Pero, hay que insistir, la mayor objeción que cabe hacer al proyecto es que, al menos visto desde Europa, el problema principal no es entre sociedades, sino en el seno de nuestras sociedades, entre otras dimensiones con el surgimiento de ese islam europeo, desconectado de sus raíces históricas verdaderas, del que hablan Olivier Roy y otros que ven en estos fenómenos el nacimiento de una nueva religión en Occidente, mientras el contexto favorece a minorías globalizadas como la que lleva la marca de Al Qaeda. El choque es tanto endógeno como exógeno, y refleja también el fracaso en la integración de una parte de la inmigración, aunque los violentos sean una minoría sin raíces. Como, salvo en algunos países, la inmigración va a tender a crecer y no a reducirse, es urgente reflexionar sobre qué se ha hecho mal en Europa. La manera en que se resuelva esta cuestión y el rumbo que tome el islam europeo influirán también en la evolución del mundo, o mundos, islámicos fuera.

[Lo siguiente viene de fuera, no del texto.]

/// Load every `*.csv` file of a directory as a sheet named after the file
///
/// The first line of each file is the header.
pub fn from_csv_dir(dir: impl AsRef<Path>) -> Result<Workbook> {
    let mut workbook = Workbook::new();

    for entry in fs::read_dir(dir.as_ref())?.flatten() {
        let path = entry.path();
        if !path.is_file() || path.extension().and_then(|e| e.to_str()) != Some("csv") {
            continue;
        }
        let Some(name) = path.file_stem().and_then(|s| s.to_str()) else {
            continue;
        };

        let mut text = String::new();
        BufReader::new(File::open(&path)?).read_to_string(&mut text)?;

        let mut records = parse_csv_records(&text).into_iter();
        let header = records.next().unwrap_or_default();
        let rows: Vec<Vec<String>> = records
            .filter(|r| !(r.len() == 1 && r[0].trim().is_empty()))
            .collect();

        debug!("sheet '{}': {} rows", name, rows.len());
        workbook.sheets.insert(name.to_string(), Sheet { header, rows });
    }

    info!(
        "loaded {} sheets from {}",
        workbook.sheets.len(),
        dir.as_ref().display()
    );
    Ok(workbook)
}

/// Write each sheet to `<dir>/<sheet>.csv`
pub fn save_csv_dir(workbook: &Workbook, dir: impl AsRef<Path>) -> Result<()> {
    let dir = dir.as_ref();
    fs::create_dir_all(dir)?;

    for (name, sheet) in &workbook.sheets {
        let mut out = BufWriter::new(File::create(dir.join(format!("{}.csv", name)))?);
        writeln!(out, "{}", csv_line(&sheet.header))?;
        for row in &sheet.rows {
            writeln!(out, "{}", csv_line(row))?;
        }
        out.flush()?;
    }
    Ok(())
}

fn cell(row: &[String], col: Option<usize>) -> String {
    col.and_then(|c| row.get(c))
        .map(|v| v.trim().to_string())
        .unwrap_or_default()
}

fn csv_line(fields: &[String]) -> String {
    fields
        .iter()
        .map(|f| escape_csv(f))
        .collect::<Vec<_>>()
        .join(",")
}

/// Parse one CSV line into its fields
pub fn parse_csv_row(line: &str) -> Vec<String> {
    parse_csv_records(line)
        .into_iter()
        .next()
        .unwrap_or_else(|| vec![String::new()])
}

/// Parse CSV text into records
///
/// Quoted fields may contain commas, doubled quotes and line breaks; a line
/// break only ends a record outside quotes. `\r\n` line endings are accepted.
pub fn parse_csv_records(text: &str) -> Vec<Vec<String>> {
    let mut records = Vec::new();
    let mut record = Vec::new();
    let mut current_field = String::new();
    let mut in_quotes = false;
    let mut chars = text.chars().peekable();

    while let Some(c) = chars.next() {
        match c {
            '"' => {
                if in_quotes && chars.peek() == Some(&'"') {
                    // Double quote inside quoted field - add a single quote
                    current_field.push('"');
                    chars.next();
                } else {
                    in_quotes = !in_quotes;
                }
            }
            ',' if !in_quotes => {
                record.push(std::mem::take(&mut current_field));
            }
            '\r' if !in_quotes && chars.peek() == Some(&'\n') => {}
            '\n' if !in_quotes => {
                record.push(std::mem::take(&mut current_field));
                records.push(std::mem::take(&mut record));
            }
            _ => current_field.push(c),
        }
    }

    // Last record without a trailing newline
    if !current_field.is_empty() || !record.is_empty() {
        record.push(current_field);
        records.push(record);
    }
    records
}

Pese a la complejidad de la enfermedad, la forma en que el Gobierno de Blair está reaccionando ante los atentados de julio en Londres es también discutible. Ahora intenta desmontar el Londonistán, refugio de radicales al amparo de las libertades. Pero el problema no es sólo de los extranjeros a deportar porque fomenten el odio. Cuatro de los suicidas del 7 de julio eran británicos. Y en ese país -sin equiparar terrorismo e islam- hay un millar de británicos que ateos, agnósticos o miembros de otra fe se convierten cada año a esa religión. De la mano de la crisis de valores y culturas, la religión juega un papel cada vez más importante en la agenda nacional e internacional. Somos inevitablemente multiculturales y tenderemos a serlo más, no sólo con los musulmanes o árabes, sino con la inmigración china u otra, por lo que las reglas del juego básico deben aclararse. Hemos de preservar nuestras esencias. Pero cambiar, cambiaremos. El debate ha llevado a un falso enfrentamiento entre laicidad y multiculturalismo. Cabe recordar que la famosa Ley francesa de Separación de las Iglesias y el Estado de 1905 no se aplicaba a los musulmanes ni a la entonces Argelia francesa, de mayoría musulmana.

Nos faltan conceptos para describir el mundo actual. ¿Cabe llamar terrorismo al 11-S, al 11-M o al 7-J, o estamos ante una nueva categoría, aún peor, que poco tiene que ver con la anterior? El peligro no es un choque de civilizaciones, sino de fundamentalismos -"síntomas de la enfermedad de la que pretenden ser una curación", según John Gray-, choque que ya está en curso, producto del avance hacia una modernidad que no es necesariamente occidentalización. Unos y otros se radicalizan, y llevan a la política hacia los extremos. El surgimiento de extremas derechas diversas lo refleja. Si la Alianza de Civilizaciones sirve para frenar este proceso, bienvenida sea. Pero la gran conversación no puede ser sólo hacia fuera; también tendrá que ser dentro, entre nosotros, unos nosotros que somos cada vez más diversos.